Content starts

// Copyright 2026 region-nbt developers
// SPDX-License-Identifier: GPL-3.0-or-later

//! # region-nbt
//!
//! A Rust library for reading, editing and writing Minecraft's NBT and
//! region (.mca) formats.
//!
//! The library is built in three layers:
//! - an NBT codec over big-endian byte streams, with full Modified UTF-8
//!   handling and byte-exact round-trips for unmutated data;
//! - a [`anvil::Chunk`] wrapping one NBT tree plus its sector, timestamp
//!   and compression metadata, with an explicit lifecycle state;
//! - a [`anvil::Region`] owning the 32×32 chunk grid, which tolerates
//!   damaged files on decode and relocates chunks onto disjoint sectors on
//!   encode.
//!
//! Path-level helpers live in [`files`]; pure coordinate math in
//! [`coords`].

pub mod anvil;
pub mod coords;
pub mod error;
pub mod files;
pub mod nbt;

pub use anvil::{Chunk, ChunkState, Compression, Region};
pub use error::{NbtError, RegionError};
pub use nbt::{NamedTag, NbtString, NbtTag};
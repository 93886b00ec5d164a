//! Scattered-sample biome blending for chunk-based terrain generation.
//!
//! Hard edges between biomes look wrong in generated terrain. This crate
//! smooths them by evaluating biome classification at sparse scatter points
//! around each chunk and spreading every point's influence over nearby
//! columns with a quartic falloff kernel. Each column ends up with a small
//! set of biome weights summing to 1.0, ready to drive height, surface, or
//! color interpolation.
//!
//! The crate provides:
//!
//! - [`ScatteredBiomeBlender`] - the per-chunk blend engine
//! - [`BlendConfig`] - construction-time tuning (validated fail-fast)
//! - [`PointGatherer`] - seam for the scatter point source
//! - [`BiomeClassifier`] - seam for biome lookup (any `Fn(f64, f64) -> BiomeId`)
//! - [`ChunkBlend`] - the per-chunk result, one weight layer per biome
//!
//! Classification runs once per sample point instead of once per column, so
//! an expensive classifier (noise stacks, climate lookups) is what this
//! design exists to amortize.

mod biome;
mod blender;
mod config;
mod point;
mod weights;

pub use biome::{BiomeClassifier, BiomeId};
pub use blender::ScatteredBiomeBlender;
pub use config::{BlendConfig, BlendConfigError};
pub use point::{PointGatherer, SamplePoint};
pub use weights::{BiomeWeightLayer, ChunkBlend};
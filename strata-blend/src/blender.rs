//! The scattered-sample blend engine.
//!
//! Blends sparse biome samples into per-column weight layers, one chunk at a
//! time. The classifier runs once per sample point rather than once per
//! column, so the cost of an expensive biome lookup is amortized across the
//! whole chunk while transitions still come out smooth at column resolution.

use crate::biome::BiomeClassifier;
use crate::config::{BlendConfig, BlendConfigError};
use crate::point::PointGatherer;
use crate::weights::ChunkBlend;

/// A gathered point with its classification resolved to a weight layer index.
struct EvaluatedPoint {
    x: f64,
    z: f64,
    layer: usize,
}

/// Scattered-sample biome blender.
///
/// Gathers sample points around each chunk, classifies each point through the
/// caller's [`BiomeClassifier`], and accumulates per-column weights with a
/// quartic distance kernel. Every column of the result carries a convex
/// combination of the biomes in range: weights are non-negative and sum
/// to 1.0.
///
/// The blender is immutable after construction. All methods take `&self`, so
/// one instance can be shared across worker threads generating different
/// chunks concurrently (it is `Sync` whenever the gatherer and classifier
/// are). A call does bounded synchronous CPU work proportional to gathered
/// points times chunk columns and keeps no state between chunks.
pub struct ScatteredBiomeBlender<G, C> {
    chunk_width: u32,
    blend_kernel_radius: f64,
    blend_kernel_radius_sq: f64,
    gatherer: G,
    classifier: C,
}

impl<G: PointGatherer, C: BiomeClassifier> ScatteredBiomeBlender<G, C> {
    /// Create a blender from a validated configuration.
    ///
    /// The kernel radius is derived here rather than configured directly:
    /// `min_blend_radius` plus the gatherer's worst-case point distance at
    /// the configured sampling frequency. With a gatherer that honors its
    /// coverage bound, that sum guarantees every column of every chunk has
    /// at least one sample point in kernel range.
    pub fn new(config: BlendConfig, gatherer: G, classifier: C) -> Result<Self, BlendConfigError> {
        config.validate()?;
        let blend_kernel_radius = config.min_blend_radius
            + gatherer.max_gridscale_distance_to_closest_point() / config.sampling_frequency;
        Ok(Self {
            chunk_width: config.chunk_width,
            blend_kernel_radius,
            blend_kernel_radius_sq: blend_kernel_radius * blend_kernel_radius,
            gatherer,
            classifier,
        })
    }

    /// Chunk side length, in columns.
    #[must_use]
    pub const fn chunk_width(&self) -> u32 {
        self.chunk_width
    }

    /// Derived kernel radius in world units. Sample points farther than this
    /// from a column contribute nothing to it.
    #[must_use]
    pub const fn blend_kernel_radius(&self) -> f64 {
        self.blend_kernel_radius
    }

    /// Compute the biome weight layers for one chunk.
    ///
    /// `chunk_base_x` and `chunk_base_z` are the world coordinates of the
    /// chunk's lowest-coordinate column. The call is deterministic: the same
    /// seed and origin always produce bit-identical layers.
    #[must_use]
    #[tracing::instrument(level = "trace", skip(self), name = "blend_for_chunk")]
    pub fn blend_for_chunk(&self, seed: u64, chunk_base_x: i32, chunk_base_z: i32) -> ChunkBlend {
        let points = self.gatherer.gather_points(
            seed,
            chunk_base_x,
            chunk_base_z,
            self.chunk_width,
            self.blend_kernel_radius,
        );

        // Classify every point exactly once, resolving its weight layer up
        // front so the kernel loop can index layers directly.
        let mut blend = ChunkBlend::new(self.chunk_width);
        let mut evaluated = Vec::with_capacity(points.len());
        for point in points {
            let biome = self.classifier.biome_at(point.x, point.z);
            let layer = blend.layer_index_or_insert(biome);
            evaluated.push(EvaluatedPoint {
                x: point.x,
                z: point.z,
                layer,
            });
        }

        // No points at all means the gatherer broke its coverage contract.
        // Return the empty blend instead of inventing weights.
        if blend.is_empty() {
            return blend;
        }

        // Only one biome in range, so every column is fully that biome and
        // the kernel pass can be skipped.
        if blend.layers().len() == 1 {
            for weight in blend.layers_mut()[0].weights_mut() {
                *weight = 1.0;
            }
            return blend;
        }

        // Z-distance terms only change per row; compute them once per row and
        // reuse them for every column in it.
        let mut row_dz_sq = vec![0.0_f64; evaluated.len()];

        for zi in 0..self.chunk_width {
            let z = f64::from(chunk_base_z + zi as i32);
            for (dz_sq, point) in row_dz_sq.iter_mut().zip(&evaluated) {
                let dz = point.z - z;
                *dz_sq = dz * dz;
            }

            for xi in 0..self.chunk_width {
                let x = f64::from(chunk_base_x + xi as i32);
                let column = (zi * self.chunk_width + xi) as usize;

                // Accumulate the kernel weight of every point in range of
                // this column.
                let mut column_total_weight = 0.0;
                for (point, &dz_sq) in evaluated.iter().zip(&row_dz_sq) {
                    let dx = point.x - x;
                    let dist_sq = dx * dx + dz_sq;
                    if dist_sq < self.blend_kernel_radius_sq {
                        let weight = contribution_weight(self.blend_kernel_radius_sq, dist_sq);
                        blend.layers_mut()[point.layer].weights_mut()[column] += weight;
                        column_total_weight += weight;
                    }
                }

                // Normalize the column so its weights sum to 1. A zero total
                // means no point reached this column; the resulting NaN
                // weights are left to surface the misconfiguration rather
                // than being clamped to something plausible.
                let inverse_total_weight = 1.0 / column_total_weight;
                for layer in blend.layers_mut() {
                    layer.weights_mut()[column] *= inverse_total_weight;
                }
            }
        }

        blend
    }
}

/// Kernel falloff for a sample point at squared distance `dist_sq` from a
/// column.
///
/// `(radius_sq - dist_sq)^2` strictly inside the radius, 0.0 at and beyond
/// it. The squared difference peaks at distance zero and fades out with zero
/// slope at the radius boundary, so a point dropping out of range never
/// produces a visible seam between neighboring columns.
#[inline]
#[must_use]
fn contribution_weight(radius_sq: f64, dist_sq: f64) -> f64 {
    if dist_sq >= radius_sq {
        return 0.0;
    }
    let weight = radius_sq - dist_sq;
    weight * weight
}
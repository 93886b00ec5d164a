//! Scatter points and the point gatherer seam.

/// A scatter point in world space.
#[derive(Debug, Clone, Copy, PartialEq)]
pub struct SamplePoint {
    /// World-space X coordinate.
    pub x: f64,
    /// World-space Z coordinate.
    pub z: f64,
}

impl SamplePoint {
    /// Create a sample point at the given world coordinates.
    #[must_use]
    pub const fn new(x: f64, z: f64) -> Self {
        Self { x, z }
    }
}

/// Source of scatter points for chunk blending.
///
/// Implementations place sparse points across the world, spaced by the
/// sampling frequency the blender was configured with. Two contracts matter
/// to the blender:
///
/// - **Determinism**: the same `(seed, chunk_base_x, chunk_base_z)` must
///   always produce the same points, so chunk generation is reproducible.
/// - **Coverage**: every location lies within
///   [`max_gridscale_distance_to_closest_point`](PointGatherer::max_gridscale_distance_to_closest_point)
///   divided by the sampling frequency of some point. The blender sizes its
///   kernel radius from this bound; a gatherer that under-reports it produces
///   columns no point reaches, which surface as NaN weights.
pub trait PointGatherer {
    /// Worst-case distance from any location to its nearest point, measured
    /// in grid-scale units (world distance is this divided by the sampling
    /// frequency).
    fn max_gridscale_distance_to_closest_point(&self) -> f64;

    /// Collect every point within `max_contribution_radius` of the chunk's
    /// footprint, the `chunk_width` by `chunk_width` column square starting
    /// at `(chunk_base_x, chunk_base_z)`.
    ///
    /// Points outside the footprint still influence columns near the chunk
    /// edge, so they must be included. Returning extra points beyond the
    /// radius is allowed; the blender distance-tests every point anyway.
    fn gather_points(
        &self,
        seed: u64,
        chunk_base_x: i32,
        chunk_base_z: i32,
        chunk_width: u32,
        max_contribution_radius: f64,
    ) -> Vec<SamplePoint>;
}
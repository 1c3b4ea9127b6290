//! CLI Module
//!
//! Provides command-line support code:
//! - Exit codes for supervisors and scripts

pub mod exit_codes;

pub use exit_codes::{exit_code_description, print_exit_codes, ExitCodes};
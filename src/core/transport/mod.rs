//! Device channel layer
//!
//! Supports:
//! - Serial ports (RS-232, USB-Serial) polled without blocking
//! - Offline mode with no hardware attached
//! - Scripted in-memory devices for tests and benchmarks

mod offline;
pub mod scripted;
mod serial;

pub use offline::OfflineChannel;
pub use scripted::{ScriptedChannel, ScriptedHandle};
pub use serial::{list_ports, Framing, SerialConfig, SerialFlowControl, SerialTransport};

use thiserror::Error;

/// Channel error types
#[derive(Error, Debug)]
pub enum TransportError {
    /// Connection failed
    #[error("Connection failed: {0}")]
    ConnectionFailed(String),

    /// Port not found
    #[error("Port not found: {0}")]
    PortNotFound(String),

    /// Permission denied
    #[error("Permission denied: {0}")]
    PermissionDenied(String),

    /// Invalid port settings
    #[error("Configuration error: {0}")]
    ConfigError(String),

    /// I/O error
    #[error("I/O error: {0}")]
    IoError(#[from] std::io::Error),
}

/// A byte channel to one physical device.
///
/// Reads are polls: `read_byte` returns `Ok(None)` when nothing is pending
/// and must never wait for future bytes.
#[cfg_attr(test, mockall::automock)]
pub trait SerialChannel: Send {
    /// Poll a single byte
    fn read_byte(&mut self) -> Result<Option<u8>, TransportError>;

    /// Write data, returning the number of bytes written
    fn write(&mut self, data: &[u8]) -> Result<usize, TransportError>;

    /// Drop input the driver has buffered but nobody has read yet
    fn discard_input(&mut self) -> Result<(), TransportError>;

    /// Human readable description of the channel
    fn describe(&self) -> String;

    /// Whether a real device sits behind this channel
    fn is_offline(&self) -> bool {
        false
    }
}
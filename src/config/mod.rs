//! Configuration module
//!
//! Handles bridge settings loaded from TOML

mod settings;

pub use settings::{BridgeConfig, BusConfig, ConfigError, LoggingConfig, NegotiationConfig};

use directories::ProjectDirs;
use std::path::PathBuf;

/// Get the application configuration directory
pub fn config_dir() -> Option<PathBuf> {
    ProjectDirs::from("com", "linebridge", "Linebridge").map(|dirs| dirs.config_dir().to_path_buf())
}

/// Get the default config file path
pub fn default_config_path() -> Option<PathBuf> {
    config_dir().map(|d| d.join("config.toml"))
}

Content ends

What the task requires: Up to and including the line containing "grid, which tolerates", please write out the listing exactly, starting from its first line.

Solution to this task:
// Copyright 2026 region-nbt developers
// SPDX-License-Identifier: GPL-3.0-or-later

//! # region-nbt
//!
//! A Rust library for reading, editing and writing Minecraft's NBT and
//! region (.mca) formats.
//!
//! The library is built in three layers:
//! - an NBT codec over big-endian byte streams, with full Modified UTF-8
//!   handling and byte-exact round-trips for unmutated data;
//! - a [`anvil::Chunk`] wrapping one NBT tree plus its sector, timestamp
//!   and compression metadata, with an explicit lifecycle state;
//! - a [`anvil::Region`] owning the 32×32 chunk grid, which tolerates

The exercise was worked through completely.